Richard Verdin: Let's look at the facts; accident, sickness and unemployment insurance outsells income protection by five to one. The statistics on single life policies written in trust are between 3-8% and if you go up to £200,000 sum assured it goes as high as 18%. Of the vast majority of policies sold with advice, single life policies have not been put in trust, and people are not advised to take out income protection policies, so I think it is not an issue of advice versus non-advice; it is an issue of good advice versus bad advice.
Martin Werth: If the quality of advice is so good it differentiates from non-advice the question is, is there room in the market for both? Market forces will leave both in the market but you have to ask whether people really understand what they are getting. I am okay with both routes existing as long as people know what they are getting. The person who decides they understand the product and can go and find it cheaper elsewhere is probably the person who does not need advice because they are smart enough. Most people find our products far too complicated and they may think they are more protected than they actually are.
Alex Broad: What steps have been taken to ensure consumers understand whether they are receiving advice or not?
Richard Verdin: The FSA's solution was to decide that all customers should be issued with a key facts and an initial disclosure document. There are two options for a business to show what they are offering the customer. They can either tick the box that says, 'We will advise and make a recommendation for you' or, 'You will not receive advice or a recommendation from us'. Then people make their own choice about how to proceed and I think that is pretty clear. Can you make it clearer if you are getting advice or not getting advice?
Kevin Carr: Of course you can, because those documents do not go into detail on what that means to the consumer. What it does not say is that if you do not receive advice you lose the right to redress from the ombudsman if you buy an unsuitable product. That means something to the public; the initial disclosure document does not.
Martin Werth: What the FSA keeps coming back to is whether people have the understanding of information. If people don't understand, and our products are complex, then the FSA may say that I am treating customers fairly since I have sold a complex product when a person did not have the capability to really understand what was going on. The FSA also says people must be responsible for their decisions as long as they have the understanding and information.
Scott Taylor: Isn't it strange that as an industry we are producing things that consumers do not even understand. That is a bit of an odd position to be in. Then we spend an awful lot of money on advice and regulation to make sure that these products do not end up in the hands of the wrong people.
Martin Werth: There is a history to this situation. It is a salesman's role to sell and if the sale was complicated it supposedly created a better trust between the salesman and the consumer. Our products are overly complex but there are a range of products that are overlapping gaps, so consumers do not know what they are really buying or what they really need.
Scott Taylor: You can easily make the argument that people are quite canny, quite capable of buying and making important life decisions with very little advice. If we are introducing products that are too complex for people then the industry should be rethinking its goals. What the financial services industry does not do is produce products that people are asking for. What it does is produce products which it thinks have a good commission structure and that it can sell in sufficient volumes to make money.
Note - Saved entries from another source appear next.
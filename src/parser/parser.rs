//! Parser implementation for building the Abstract Syntax Tree.
//!
//! This module contains the main Parser struct and the program-level
//! parsing entry point. Expressions are parsed Pratt-style with NUD/LED
//! handlers; statements are dispatched on their leading keyword.
//!
//! It maintains lookup tables for:
//! - Statement handlers
//! - NUD (null denotation) handlers for prefix expressions
//! - LED (left denotation) handlers for infix and postfix expressions
//! - Binding powers for operator precedence

use std::{collections::HashMap, rc::Rc};

use log::debug;

use crate::{
    ast::{
        ast::{Function, Program},
        expressions::ExprId,
        scope::Scope,
    },
    errors::errors::{Error, ErrorImpl},
    lexer::tokens::{Token, TokenKind},
    Position, Span,
};

use super::{
    lookups::{
        create_token_lookups, BPLookup, BindingPower, LEDHandler, LEDLookup, NUDHandler, NUDLookup,
        StmtHandler, StmtLookup,
    },
    stmt::parse_function_body,
    types::{parse_base_type, parse_params, parse_var_decl},
};

/// The main parser structure that maintains parsing state.
///
/// This struct holds the token stream and the lookup tables for parsing
/// statements and expressions. It tracks the current position in the
/// token stream and hands out expression ids.
pub struct Parser {
    /// The list of tokens to parse, always terminated by EOF
    tokens: Vec<Token>,
    /// Current position in the token stream
    pos: usize,
    /// The name of the source file being parsed
    file: Rc<String>,
    /// Lookup table for statement parsing handlers
    stmt_lookup: StmtLookup,
    /// Lookup table for null denotation (prefix) expression handlers
    nud_lookup: NUDLookup,
    /// Lookup table for left denotation (infix) expression handlers
    led_lookup: LEDLookup,
    /// Lookup table for infix binding powers (precedence)
    binding_power_lookup: BPLookup,
    /// Counter for expression ids
    current_id: u32,
}

impl Parser {
    /// Creates a new Parser instance.
    ///
    /// # Arguments
    ///
    /// * `tokens` - Vector of tokens to parse
    /// * `file` - Reference-counted string containing the source file name
    pub fn new(tokens: Vec<Token>, file: Rc<String>) -> Self {
        Parser {
            tokens,
            pos: 0,
            file,
            stmt_lookup: HashMap::new(),
            nud_lookup: HashMap::new(),
            led_lookup: HashMap::new(),
            binding_power_lookup: HashMap::new(),
            current_id: 0,
        }
    }

    /// Returns the current token without advancing.
    pub fn current_token(&self) -> &Token {
        // The stream ends with EOF and the cursor never moves past it.
        &self.tokens[self.pos.min(self.tokens.len() - 1)]
    }

    /// Returns the kind of the current token.
    pub fn current_token_kind(&self) -> TokenKind {
        self.current_token().kind
    }

    /// Returns the kind of the token after the current one.
    pub fn peek_kind(&self) -> TokenKind {
        self.tokens
            .get(self.pos + 1)
            .map(|token| token.kind)
            .unwrap_or(TokenKind::EOF)
    }

    /// Advances to the next token and returns the previous token.
    pub fn advance(&mut self) -> &Token {
        let index = self.pos.min(self.tokens.len() - 1);
        if self.tokens[index].kind != TokenKind::EOF {
            self.pos += 1;
        }
        &self.tokens[index]
    }

    /// Expects a token of the specified kind, with optional custom error.
    ///
    /// # Returns
    ///
    /// Returns Ok(Token) if the current token matches, otherwise returns an Error.
    pub fn expect_error(
        &mut self,
        expected_kind: TokenKind,
        error: Option<Error>,
    ) -> Result<Token, Error> {
        let token = self.current_token();
        if token.kind != expected_kind {
            return Err(error.unwrap_or_else(|| self.unexpected()));
        }

        Ok(self.advance().clone())
    }

    /// Expects a token of the specified kind with default error message.
    pub fn expect(&mut self, expected_kind: TokenKind) -> Result<Token, Error> {
        self.expect_error(expected_kind, None)
    }

    /// The default error for the current token.
    pub fn unexpected(&self) -> Error {
        let token = self.current_token();
        Error::new(
            ErrorImpl::UnexpectedToken {
                token: token.value.clone(),
            },
            token.span.start.clone(),
        )
    }

    /// An error for the current token with an explanation attached.
    pub fn unexpected_detailed(&self, message: &str) -> Error {
        let token = self.current_token();
        Error::new(
            ErrorImpl::UnexpectedTokenDetailed {
                token: token.value.clone(),
                message: message.to_string(),
            },
            token.span.start.clone(),
        )
    }

    /// Checks if there are more tokens to parse.
    pub fn has_tokens(&self) -> bool {
        self.current_token_kind() != TokenKind::EOF
    }

    /// Returns a reference to the statement lookup table.
    pub fn get_stmt_lookup(&self) -> &StmtLookup {
        &self.stmt_lookup
    }

    /// Returns a reference to the NUD (null denotation) lookup table.
    pub fn get_nud_lookup(&self) -> &NUDLookup {
        &self.nud_lookup
    }

    /// Returns a reference to the LED (left denotation) lookup table.
    pub fn get_led_lookup(&self) -> &LEDLookup {
        &self.led_lookup
    }

    /// Returns a reference to the binding power lookup table.
    pub fn get_bp_lookup(&self) -> &BPLookup {
        &self.binding_power_lookup
    }

    /// Binding power of the current token; non-operators bind nothing.
    pub fn current_bp(&self) -> BindingPower {
        self.binding_power_lookup
            .get(&self.current_token_kind())
            .copied()
            .unwrap_or(BindingPower::Default)
    }

    /// Registers a left denotation (infix) handler for a token.
    ///
    /// # Arguments
    ///
    /// * `kind` - The token kind to register
    /// * `binding_power` - The precedence/binding power for this operator
    /// * `led_fn` - The handler function for this infix operator
    pub fn led(&mut self, kind: TokenKind, binding_power: BindingPower, led_fn: LEDHandler) {
        self.binding_power_lookup.insert(kind, binding_power);
        self.led_lookup.insert(kind, led_fn);
    }

    /// Registers a null denotation (prefix) handler for a token.
    pub fn nud(&mut self, kind: TokenKind, nud_fn: NUDHandler) {
        self.nud_lookup.insert(kind, nud_fn);
    }

    /// Registers a statement handler for a token.
    pub fn stmt(&mut self, kind: TokenKind, stmt_fn: StmtHandler) {
        self.stmt_lookup.insert(kind, stmt_fn);
    }

    /// Hands out the next expression id.
    pub fn advance_id(&mut self) -> ExprId {
        let id = self.current_id;
        self.current_id += 1;
        ExprId(id)
    }

    /// Returns the position of the current token.
    pub fn get_position(&self) -> Position {
        self.current_token().span.start.clone()
    }

    /// Span from `start` up to the previously consumed token.
    pub fn span_from(&self, start: Position) -> Span {
        let end = match self.pos {
            0 => start.clone(),
            pos => self.tokens[(pos - 1).min(self.tokens.len() - 1)]
                .span
                .end
                .clone(),
        };
        Span { start, end }
    }

    pub fn file(&self) -> Rc<String> {
        Rc::clone(&self.file)
    }
}

/// Parses one top-level declaration: globals, a prototype or a definition.
fn parse_top_level(parser: &mut Parser, program: &mut Program) -> Result<(), Error> {
    let start = parser.get_position();
    let base = parse_base_type(parser)?;

    if parser.peek_kind() != TokenKind::OpenParen {
        let globals = parse_var_decl(parser, base)?;
        for global in globals {
            program.scope.declare_variable(global)?;
        }
        return Ok(());
    }

    let name = parser.expect(TokenKind::Identifier)?.value;
    let params = Scope::from_variables(parse_params(parser)?)?;

    let function = if parser.current_token_kind() == TokenKind::Semicolon {
        parser.advance();
        Function::declaration(parser.span_from(start), base, &name, params)
    } else {
        let (locals, body) = parse_function_body(parser)?;
        let locals = Scope::from_variables(locals)?;
        Function::definition(parser.span_from(start), base, &name, params, locals, body)?
    };

    debug!(
        "parsed {} {}",
        if function.defined { "function" } else { "prototype" },
        name
    );
    program.push_function(function)?;
    Ok(())
}

/// Parses a stream of tokens into a Program.
///
/// This is the main entry point for parsing. It creates a parser instance,
/// initializes the lookup tables, registers the builtins and parses
/// declarations until EOF. Declaration conflicts are reported here.
///
/// # Arguments
///
/// * `tokens` - Vector of tokens to parse
/// * `file` - Reference-counted string containing the source file name
pub fn parse(tokens: Vec<Token>, file: Rc<String>) -> Result<Program, Error> {
    if tokens.is_empty() {
        return Ok(Program::new(Span {
            start: Position(1, Rc::clone(&file)),
            end: Position(1, file),
        }));
    }

    let mut parser = Parser::new(tokens, Rc::clone(&file));
    create_token_lookups(&mut parser);

    let mut program = Program::new(Span::null());
    while parser.has_tokens() {
        parse_top_level(&mut parser, &mut program)?;
    }

    program.span = Span {
        start: Position(1, file),
        end: parser.get_position(),
    };
    Ok(program)
}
Roger Edwards: Absolutely. Critical illness is an example of a product which ended up developing to meet the needs of those selling it rather than those buying it. We created a product that was so full of the complex definitions that the industry needs, that customers need medical experts to help them understand what it is. I'm not sure we could ever get a product that was so simple that people would not need advice.
Scott Taylor: Regulating the industry is one of the reasons that some of these products are quite complex. I would say almost all our products need some form of advice - whether it is basic life products being written in trust or two single lives over a joint life policy and especially income protection, which probably has the highest need for advice of all products.
Martin Werth: I don't think we should measure success by sales because that is successful strictly to the insurer. We need to design our products in a way that recognises that people do not know the event that will lead them to make a claim and the product must therefore be safe enough to do something for the most common causes of claim. Unfortunately we got it the other way around and asked, 'What's exciting to market? What can we sell via broker consultants?' We never asked, 'What are the causes of claim?' Now let's make sure that there are simple products that meet those common causes of claim.
Kevin Carr: Protection advisers sell five to six times more income protection than mortgage payment protection insurance. Banks and building societies do not sell income protection and if most people get the majority of their financial information from either the company they bank with or the company they borrow money from then they will never have heard of income protection. They think mortgage payment protection is their income protection plan. If you get it wrong at the start then the consequences at claims stage can be immense.
Scott Taylor: Why can't people be allowed to make mistakes? Why are we so concerned that people are buying unadvised products? I don't understand. Maybe it is because non-advised sales present a tremendous threat. I would not be surprised if the vast majority of insurance is bought direct in future.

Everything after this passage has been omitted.